Proses coaching berbeda dengan
mentoring dan konseling. Seorang coach (pemberi manfaat dan pelaksana kegiatan
coaching) tidak langsung memberikan
solusi atas permasalah yang dihadapi oleh coachee (penerima kegiatan dan
manfaat dari kegiatan coaching) melainkan dengan memberikan
pertanyaan-pertanyaan rangsangan atau pemantik agar coachee menemukan
alternatif solusinya sendiri.
Model coaching yang banyak
digunakan adalah TIRTA. Model TIRTA dikembangkan dengan semangat merdeka
belajar yang menuntut guru untuk memiliki keterampilan coaching. Hal ini penting mengingat tujuan coaching
yaitu untuk melejitkan potensi murid agar menjadi lebih merdeka. Melalui model
TIRTA, guru diharapkan dapat melakukan praktik coaching di komunitas sekolah
dengan mudah.
TIRTA: satu model
coaching untuk konteks pendidikan. TIRTA dikembangkan dari satu model coaching
yang dikenal sangat luas dan telah diaplikasikan, yaitu GROW model. Model TIRTA
dikembangkan dengan semangat merdeka belajar yang menuntut guru untuk memiliki keterampilan
coaching. Hal ini penting mengingat tujuan coaching yaitu untuk melejitkan
potensi murid agar menjadi lebih merdeka. Melalui model TIRTA, guru diharapkan
dapat melakukan praktik coaching di komunitas sekolah dengan mudah
TIRTA kepanjangan dari:
T: Tujuan
I: Identifikasi
R: Rencana aksi
TA: Tanggung jawab
Dari segi bahasa, TIRTA berarti
air. Air mengalir dari hulu ke hilir. Jika kita ibaratkan murid kita adalah
air, maka biarlah ia merdeka, mengalir lepas hingga ke hilir potensinya. Anda,
sebagai guru memiliki tugas untuk menjaga air itu tetap mengalir, tanpa
sumbatan.
Materi pada modul ini berkaitan erat dengan materi-materi pada
modul sebelumnya, yaitu:
- Modul 2.1 Pembelajaran Berdiferensiasi
Pembelajaran berdiferensiasi adalah usaha untuk menyesuaikan
proses pembelajaran di kelas untuk memenuhi kebutuhan belajar individu setiap
murid (Tomlinson 2000). Sebelum merancang pembelajaran berdiferensiasi,
terlebih dahulu kita dapat memetakan kebutuhan belajar murid, paling tidak
berdasarkan 3 aspek, yaitu aspek kesiapan, minat dan profil murid. Ketiga aspek
tersebut dapat ditelusuri dari murid salah satunya melalui proses coaching.

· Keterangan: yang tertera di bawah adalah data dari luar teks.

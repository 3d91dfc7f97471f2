//! Typed view of a widget's loosely typed config.
//!
//! The stored [`WidgetConfig`] is one flat bag of optional fields. Before
//! dispatch it is narrowed into a [`ChartSpec`] variant per chart family,
//! carrying only the fields that family reads, with defaults applied.
//! [`ChartSpec::validate`] is the strict form used when the API accepts a
//! config; [`ChartSpec::from_config`] is the lenient form used for
//! rendering, which never fails.

use crate::chart::value::{as_number, display};
use crate::model::widget_config::{Aggregation, ChartType, WidgetConfig};
use crate::model::Row;
use serde_json::Value;
use thiserror::Error;

pub const DEFAULT_GAUGE_MIN: f64 = 0.0;
pub const DEFAULT_GAUGE_MAX: f64 = 100.0;

#[derive(Debug, Error, PartialEq)]
pub enum ConfigError {
    #[error("gauge range is empty: min {min} must be below max {max}")]
    GaugeRange { min: f64, max: f64 },
    #[error("gauge bound must be a finite number")]
    GaugeBoundNotFinite,
    #[error("colors must be non-empty strings (entry {0} is blank)")]
    BlankColor(usize),
    #[error("statValue must be a number or a string")]
    StatValueNotScalar,
    #[error("aggregation {0:?} requires a value column (yAxis)")]
    AggregationWithoutValue(Aggregation),
}

/// Fields shared by every keyed chart.
#[derive(Debug, Clone, PartialEq)]
pub struct BaseSpec {
    pub x_axis: Option<String>,
    pub y_axis: Option<String>,
    pub show_legend: bool,
    pub show_grid: bool,
}

impl BaseSpec {
    pub fn from_config(config: &WidgetConfig) -> Self {
        Self {
            x_axis: config.x_axis.clone().filter(|k| !k.is_empty()),
            y_axis: config.y_axis.clone().filter(|k| !k.is_empty()),
            show_legend: config.show_legend.unwrap_or(true),
            show_grid: config.show_grid.unwrap_or(true),
        }
    }

    /// Axis keys for `rows`: configured names first, then the first and
    /// second keys of the first row. A missing second key leaves `y` empty,
    /// which reads as no value for every row.
    pub fn axis_keys(&self, rows: &[Row]) -> AxisKeys {
        let mut declared = rows.first().into_iter().flat_map(|row| row.keys());
        let first = declared.next().cloned();
        let second = declared.next().cloned();
        AxisKeys {
            x: self.x_axis.clone().or(first).unwrap_or_default(),
            y: self.y_axis.clone().or(second).unwrap_or_default(),
        }
    }
}

#[derive(Debug, Clone, PartialEq, Eq)]
pub struct AxisKeys {
    pub x: String,
    pub y: String,
}

/// Optional grouping applied before series are built.
#[derive(Debug, Clone, PartialEq)]
pub struct GroupSpec {
    /// Group key; the x key when unset.
    pub group_by: Option<String>,
    pub aggregation: Aggregation,
}

#[derive(Debug, Clone, Copy, PartialEq, Eq)]
pub enum CartesianMark {
    Bar,
    Line,
    Area,
    Scatter,
}

#[derive(Debug, Clone, PartialEq)]
pub enum ChartSpec {
    Cartesian {
        mark: CartesianMark,
        base: BaseSpec,
        group: Option<GroupSpec>,
    },
    Slices {
        donut: bool,
        base: BaseSpec,
        group: Option<GroupSpec>,
    },
    Gauge {
        base: BaseSpec,
        value: Option<f64>,
        min: f64,
        max: f64,
    },
    Funnel {
        base: BaseSpec,
        group: Option<GroupSpec>,
    },
    Radar {
        base: BaseSpec,
        group: Option<GroupSpec>,
    },
    Stat {
        value: Option<String>,
        label: Option<String>,
    },
    Table,
    Unsupported(String),
}

impl ChartSpec {
    /// Lenient narrowing used for rendering. Never fails; nonsensical gauge
    /// bounds fall back to the 0..100 default range.
    pub fn from_config(chart_type: &ChartType, config: &WidgetConfig) -> ChartSpec {
        let base = BaseSpec::from_config(config);
        let group = config.aggregation.map(|aggregation| GroupSpec {
            group_by: config.group_by.clone().filter(|k| !k.is_empty()),
            aggregation,
        });
        match chart_type {
            ChartType::Bar => cartesian(CartesianMark::Bar, base, group),
            ChartType::Line => cartesian(CartesianMark::Line, base, group),
            ChartType::Area => cartesian(CartesianMark::Area, base, group),
            ChartType::Scatter => cartesian(CartesianMark::Scatter, base, group),
            ChartType::Pie | ChartType::Donut => ChartSpec::Slices {
                donut: *chart_type == ChartType::Donut,
                base,
                group,
            },
            ChartType::Gauge => {
                let (min, max) = gauge_bounds(config);
                ChartSpec::Gauge {
                    base,
                    value: config.stat_value.as_ref().and_then(as_number),
                    min,
                    max,
                }
            }
            ChartType::Funnel => ChartSpec::Funnel { base, group },
            ChartType::Radar => ChartSpec::Radar { base, group },
            ChartType::Stat => ChartSpec::Stat {
                value: config
                    .stat_value
                    .as_ref()
                    .filter(|v| !v.is_null())
                    .map(display),
                label: config.stat_label.clone(),
            },
            ChartType::Table => ChartSpec::Table,
            ChartType::Other(tag) => ChartSpec::Unsupported(tag.clone()),
        }
    }

    /// Strict narrowing for configs arriving at the API.
    pub fn validate(chart_type: &ChartType, config: &WidgetConfig) -> Result<ChartSpec, ConfigError> {
        if let Some(colors) = &config.colors {
            if let Some(blank) = colors.iter().position(|c| c.trim().is_empty()) {
                return Err(ConfigError::BlankColor(blank));
            }
        }
        if let Some(value) = &config.stat_value {
            if !matches!(value, Value::Number(_) | Value::String(_) | Value::Null) {
                return Err(ConfigError::StatValueNotScalar);
            }
        }
        if *chart_type == ChartType::Gauge {
            let min = config.gauge_min().unwrap_or(DEFAULT_GAUGE_MIN);
            let max = config.gauge_max().unwrap_or(DEFAULT_GAUGE_MAX);
            if !min.is_finite() || !max.is_finite() {
                return Err(ConfigError::GaugeBoundNotFinite);
            }
            if min >= max {
                return Err(ConfigError::GaugeRange { min, max });
            }
        }
        if let Some(aggregation) = config.aggregation {
            let needs_value = aggregation != Aggregation::Count;
            let keyed = matches!(
                chart_type,
                ChartType::Bar
                    | ChartType::Line
                    | ChartType::Area
                    | ChartType::Scatter
                    | ChartType::Pie
                    | ChartType::Donut
                    | ChartType::Funnel
                    | ChartType::Radar
            );
            if needs_value && keyed && config.y_axis.as_deref().unwrap_or("").is_empty() {
                return Err(ConfigError::AggregationWithoutValue(aggregation));
            }
        }
        Ok(ChartSpec::from_config(chart_type, config))
    }
}

fn cartesian(mark: CartesianMark, base: BaseSpec, group: Option<GroupSpec>) -> ChartSpec {
    ChartSpec::Cartesian { mark, base, group }
}

fn gauge_bounds(config: &WidgetConfig) -> (f64, f64) {
    let min = config.gauge_min().unwrap_or(DEFAULT_GAUGE_MIN);
    let max = config.gauge_max().unwrap_or(DEFAULT_GAUGE_MAX);
    if min.is_finite() && max.is_finite() && min < max {
        (min, max)
    } else {
        (DEFAULT_GAUGE_MIN, DEFAULT_GAUGE_MAX)
    }
}

#[cfg(test)]
mod tests {
    use super::*;
    use serde_json::json;

    fn config(value: Value) -> WidgetConfig {
        serde_json::from_value(value).unwrap()
    }

    #[test]
    fn axis_keys_fall_back_to_declared_key_order() {
        let rows: Vec<Row> =
            serde_json::from_value(json!([{"month": "Jan", "sales": 1, "cost": 2}])).unwrap();
        let base = BaseSpec::from_config(&WidgetConfig::default());
        assert_eq!(
            base.axis_keys(&rows),
            AxisKeys { x: "month".into(), y: "sales".into() }
        );

        let base = BaseSpec::from_config(&config(json!({"yAxis": "cost"})));
        assert_eq!(base.axis_keys(&rows).y, "cost");
    }

    #[test]
    fn single_column_rows_leave_y_empty() {
        let rows: Vec<Row> = serde_json::from_value(json!([{"only": 1}])).unwrap();
        let keys = BaseSpec::from_config(&WidgetConfig::default()).axis_keys(&rows);
        assert_eq!(keys.x, "only");
        assert_eq!(keys.y, "");
    }

    #[test]
    fn unknown_types_narrow_to_unsupported() {
        let spec = ChartSpec::from_config(&ChartType::from("sankey"), &WidgetConfig::default());
        assert_eq!(spec, ChartSpec::Unsupported("sankey".into()));
    }

    #[test]
    fn validation_rejects_inverted_gauge_ranges() {
        let bad = config(json!({"gaugeMin": 10, "gaugeMax": 10}));
        assert_eq!(
            ChartSpec::validate(&ChartType::Gauge, &bad),
            Err(ConfigError::GaugeRange { min: 10.0, max: 10.0 })
        );
        // Rendering stays lenient.
        match ChartSpec::from_config(&ChartType::Gauge, &bad) {
            ChartSpec::Gauge { min, max, .. } => assert_eq!((min, max), (0.0, 100.0)),
            other => panic!("unexpected spec {:?}", other),
        }
    }

    #[test]
    fn validation_rejects_blank_colors_and_structured_stat_values() {
        let blank = config(json!({"colors": ["#fff", ""]}));
        assert_eq!(
            ChartSpec::validate(&ChartType::Bar, &blank),
            Err(ConfigError::BlankColor(1))
        );
        let structured = config(json!({"statValue": {"n": 1}}));
        assert_eq!(
            ChartSpec::validate(&ChartType::Stat, &structured),
            Err(ConfigError::StatValueNotScalar)
        );
    }

    #[test]
    fn sum_without_value_column_is_rejected() {
        let cfg = config(json!({"aggregation": "sum"}));
        assert!(ChartSpec::validate(&ChartType::Bar, &cfg).is_err());
        let count = config(json!({"aggregation": "count"}));
        assert!(ChartSpec::validate(&ChartType::Bar, &count).is_ok());
    }
}
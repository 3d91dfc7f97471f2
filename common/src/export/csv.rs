use crate::chart::value::display;
use crate::model::Row;

pub const CSV_MIME: &str = "text/csv;charset=utf-8";

/// Serializes rows as CSV.
///
/// The header is the first row's keys in declaration order; later rows are
/// read by those keys, so extra keys are dropped and missing ones export as
/// empty cells. A cell is quoted only when it contains a comma. Lines are
/// joined with `\n` and there is no trailing newline. No rows gives an empty
/// string.
pub fn rows_to_csv(rows: &[Row]) -> String {
    let Some(first) = rows.first() else {
        return String::new();
    };
    let columns: Vec<&String> = first.keys().collect();

    let mut lines = Vec::with_capacity(rows.len() + 1);
    lines.push(
        columns
            .iter()
            .map(|c| escape(c))
            .collect::<Vec<_>>()
            .join(","),
    );
    for row in rows {
        let cells: Vec<String> = columns
            .iter()
            .map(|c| row.get(c.as_str()).map(display).unwrap_or_default())
            .map(|cell| escape(&cell))
            .collect();
        lines.push(cells.join(","));
    }
    lines.join("\n")
}

/// `<title>.csv` with anything but letters, digits, `-` and `_` replaced.
pub fn export_file_name(title: &str) -> String {
    let stem: String = title
        .trim()
        .chars()
        .map(|c| if c.is_alphanumeric() || c == '-' || c == '_' { c } else { '_' })
        .collect();
    if stem.is_empty() {
        "widget.csv".to_string()
    } else {
        format!("{}.csv", stem)
    }
}

fn escape(cell: &str) -> String {
    if cell.contains(',') {
        format!("\"{}\"", cell.replace('"', "\"\""))
    } else {
        cell.to_string()
    }
}
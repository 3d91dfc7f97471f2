//! SQLite persistence.
//!
//! Every request opens its own connection through [`Database::connect`];
//! SQLite serializes writers itself and a connection is cheap next to an
//! HTTP round trip. JSON-valued fields are stored as TEXT and decoded with
//! `serde_json` when rows are read.

pub mod analyses;
pub mod dashboards;
pub mod data_sources;
pub mod organizations;
pub mod schema;
pub mod widgets;

use rusqlite::types::Type;
use rusqlite::Connection;
use serde::de::DeserializeOwned;
use std::path::{Path, PathBuf};

/// Location of the database file, shared as `web::Data`.
#[derive(Clone, Debug)]
pub struct Database {
    path: PathBuf,
}

impl Database {
    /// Opens the file, creating the schema when missing.
    pub fn open(path: impl AsRef<Path>) -> rusqlite::Result<Self> {
        let database = Database {
            path: path.as_ref().to_path_buf(),
        };
        schema::init(&database.connect()?)?;
        Ok(database)
    }

    pub fn connect(&self) -> rusqlite::Result<Connection> {
        let conn = Connection::open(&self.path)?;
        conn.pragma_update(None, "foreign_keys", "ON")?;
        Ok(conn)
    }
}

/// Current time as stored in `created_at`/`updated_at`.
pub fn now() -> String {
    chrono::Utc::now().to_rfc3339_opts(chrono::SecondsFormat::Millis, true)
}

/// Decodes a JSON TEXT column inside a row mapper.
pub(crate) fn json_column<T: DeserializeOwned>(
    row: &rusqlite::Row<'_>,
    index: usize,
) -> rusqlite::Result<T> {
    let text: String = row.get(index)?;
    serde_json::from_str(&text)
        .map_err(|e| rusqlite::Error::FromSqlConversionFailure(index, Type::Text, Box::new(e)))
}

/// Like [`json_column`] for nullable columns.
pub(crate) fn optional_json_column<T: DeserializeOwned>(
    row: &rusqlite::Row<'_>,
    index: usize,
) -> rusqlite::Result<Option<T>> {
    let text: Option<String> = row.get(index)?;
    text.map(|text| {
        serde_json::from_str(&text)
            .map_err(|e| rusqlite::Error::FromSqlConversionFailure(index, Type::Text, Box::new(e)))
    })
    .transpose()
}

/// Encodes a value for a JSON TEXT column.
pub(crate) fn to_json<T: serde::Serialize>(value: &T) -> rusqlite::Result<String> {
    serde_json::to_string(value).map_err(|e| rusqlite::Error::ToSqlConversionFailure(Box::new(e)))
}

/// Like [`to_json`]; `None` stays SQL NULL.
pub(crate) fn to_optional_json<T: serde::Serialize>(
    value: Option<&T>,
) -> rusqlite::Result<Option<String>> {
    value.map(to_json).transpose()
}

#[cfg(test)]
pub(crate) mod testing {
    use super::Database;
    use tempfile::TempDir;

    /// A database in a temporary directory, removed on drop.
    pub struct TestDatabase {
        pub database: Database,
        _dir: TempDir,
    }

    pub fn temp_database() -> TestDatabase {
        let dir = tempfile::tempdir().expect("temp dir");
        let database = Database::open(dir.path().join("test.sqlite")).expect("open database");
        TestDatabase {
            database,
            _dir: dir,
        }
    }
}
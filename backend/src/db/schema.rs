use rusqlite::Connection;

const SCHEMA: &str = "
CREATE TABLE IF NOT EXISTS organizations (
    id TEXT PRIMARY KEY,
    name TEXT NOT NULL,
    owner_id TEXT NOT NULL,
    created_at TEXT NOT NULL
);

CREATE TABLE IF NOT EXISTS organization_members (
    organization_id TEXT NOT NULL REFERENCES organizations(id) ON DELETE CASCADE,
    user_id TEXT NOT NULL,
    role TEXT NOT NULL,
    created_at TEXT NOT NULL,
    PRIMARY KEY (organization_id, user_id)
);

CREATE TABLE IF NOT EXISTS data_sources (
    id TEXT PRIMARY KEY,
    user_id TEXT NOT NULL,
    organization_id TEXT REFERENCES organizations(id) ON DELETE SET NULL,
    name TEXT NOT NULL,
    kind TEXT NOT NULL,
    format TEXT NOT NULL,
    raw_payload TEXT,
    metadata TEXT NOT NULL,
    status TEXT NOT NULL,
    error_message TEXT,
    created_at TEXT NOT NULL,
    updated_at TEXT NOT NULL
);

CREATE TABLE IF NOT EXISTS dashboards (
    id TEXT PRIMARY KEY,
    user_id TEXT NOT NULL,
    organization_id TEXT REFERENCES organizations(id) ON DELETE SET NULL,
    title TEXT NOT NULL,
    description TEXT,
    is_public INTEGER NOT NULL DEFAULT 0,
    share_token TEXT UNIQUE,
    preferences TEXT NOT NULL,
    created_at TEXT NOT NULL,
    updated_at TEXT NOT NULL
);

CREATE TABLE IF NOT EXISTS widgets (
    id TEXT PRIMARY KEY,
    dashboard_id TEXT NOT NULL REFERENCES dashboards(id) ON DELETE CASCADE,
    data_source_id TEXT REFERENCES data_sources(id) ON DELETE SET NULL,
    type TEXT NOT NULL,
    title TEXT NOT NULL,
    config TEXT NOT NULL,
    position TEXT NOT NULL,
    layers TEXT,
    active_layer INTEGER NOT NULL DEFAULT 0,
    reference_lines TEXT,
    annotations TEXT,
    ai_insights TEXT,
    created_at TEXT NOT NULL,
    updated_at TEXT NOT NULL
);

CREATE INDEX IF NOT EXISTS widgets_dashboard ON widgets(dashboard_id);

CREATE TABLE IF NOT EXISTS ai_analyses (
    id TEXT PRIMARY KEY,
    data_source_id TEXT NOT NULL REFERENCES data_sources(id) ON DELETE CASCADE,
    summary TEXT NOT NULL,
    insights TEXT NOT NULL,
    suggested_chart_types TEXT NOT NULL,
    data_quality_notes TEXT NOT NULL,
    created_at TEXT NOT NULL
);
";

/// Creates missing tables. Safe to run on every start.
pub fn init(conn: &Connection) -> rusqlite::Result<()> {
    conn.execute_batch(SCHEMA)
}
use crate::auth::AuthUser;
use crate::db::{organizations, Database};
use crate::error::ApiError;
use actix_web::{web, HttpResponse};
use common::model::organization::{MemberRole, OrganizationMember};
use common::requests::AddMemberRequest;
use log::info;
use rusqlite::Connection;

/// `POST /api/organizations/{id}/members`: adds a member or changes their
/// role. Only owners and admins may do this.
pub async fn process(
    user: AuthUser,
    db: web::Data<Database>,
    id: web::Path<String>,
    body: web::Json<AddMemberRequest>,
) -> Result<HttpResponse, ApiError> {
    let conn = db.connect()?;
    let member = add_member(&conn, &user, &id, body.into_inner())?;
    info!(
        "{} set {} as {} in organization {}",
        user.id(),
        member.user_id,
        member.role.as_str(),
        member.organization_id
    );
    Ok(HttpResponse::Ok().json(member))
}

pub fn add_member(
    conn: &Connection,
    user: &AuthUser,
    organization_id: &str,
    request: AddMemberRequest,
) -> Result<OrganizationMember, ApiError> {
    let organization = organizations::get(conn, organization_id)?
        .ok_or_else(|| ApiError::NotFound(format!("organization {}", organization_id)))?;
    match organizations::role_of(conn, &organization.id, user.id())? {
        None => {
            return Err(ApiError::NotFound(format!("organization {}", organization.id)));
        }
        Some(role) if !role.can_manage() => {
            return Err(ApiError::Forbidden(format!(
                "only owners and admins manage members of organization {}",
                organization.id
            )));
        }
        Some(_) => {}
    }

    let user_id = request.user_id.trim();
    if user_id.is_empty() {
        return Err(ApiError::BadRequest("member user id must not be empty".into()));
    }
    if request.role == MemberRole::Owner {
        return Err(ApiError::BadRequest("an organization has exactly one owner".into()));
    }
    if user_id == organization.owner_id {
        return Err(ApiError::BadRequest("the owner's role cannot be changed".into()));
    }

    let member = OrganizationMember {
        organization_id: organization.id,
        user_id: user_id.to_string(),
        role: request.role,
    };
    organizations::upsert_member(conn, &member)?;
    Ok(member)
}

Pembelajaran berdiferensiasi bertujuan untuk mengoptimalkan pembelajaran dan
tentunya hasil dari pembelajaran murid diperlukan pembelajaran yang
dikembangkan sesuai dengan kebutuhan belajar murid. Pembelajaran
berdiferensiasi dapat memenuhi kebutuhan belajar murid dan membantu mencapai
hasil belajar yang optimal karena Pembelajaran berdiferensiasi berakar pada
pemenuhan kebutuhan belajar murid dan guru merespon kebutuhan belajar murid
tersebut.
- Modul 2.2 Pembelajaran Sosial Emosional
Pembelajaran Sosial dan Emosional adalah pembelajaran yang
dilakukan secara kolaboratif seluruh komunitas sekolah. Proses kolaborasi ini
memungkinkan anak dan orang dewasa di sekolah memperoleh dan menerapkan
pengetahuan, keterampilan dan sikap positif mengenai aspek sosial dan
emosional. Pembelajaran sosial dan emosional bertujuan untuk 1) memberikan
pemahaman, penghayatan dan kemampuan untuk mengelola emosi 2) menetapkan dan
mencapai tujuan positif 3)merasakan dan menunjukkan empati kepada orang lain
4)membangun dan mempertahankan hubungan yang positif serta 5)membuat keputusan
yang bertanggung jawab. Dalam membimbing murid membuat keputusan yang bertanggung
jawab salah satunya dapat dilakukan dengan proses coaching.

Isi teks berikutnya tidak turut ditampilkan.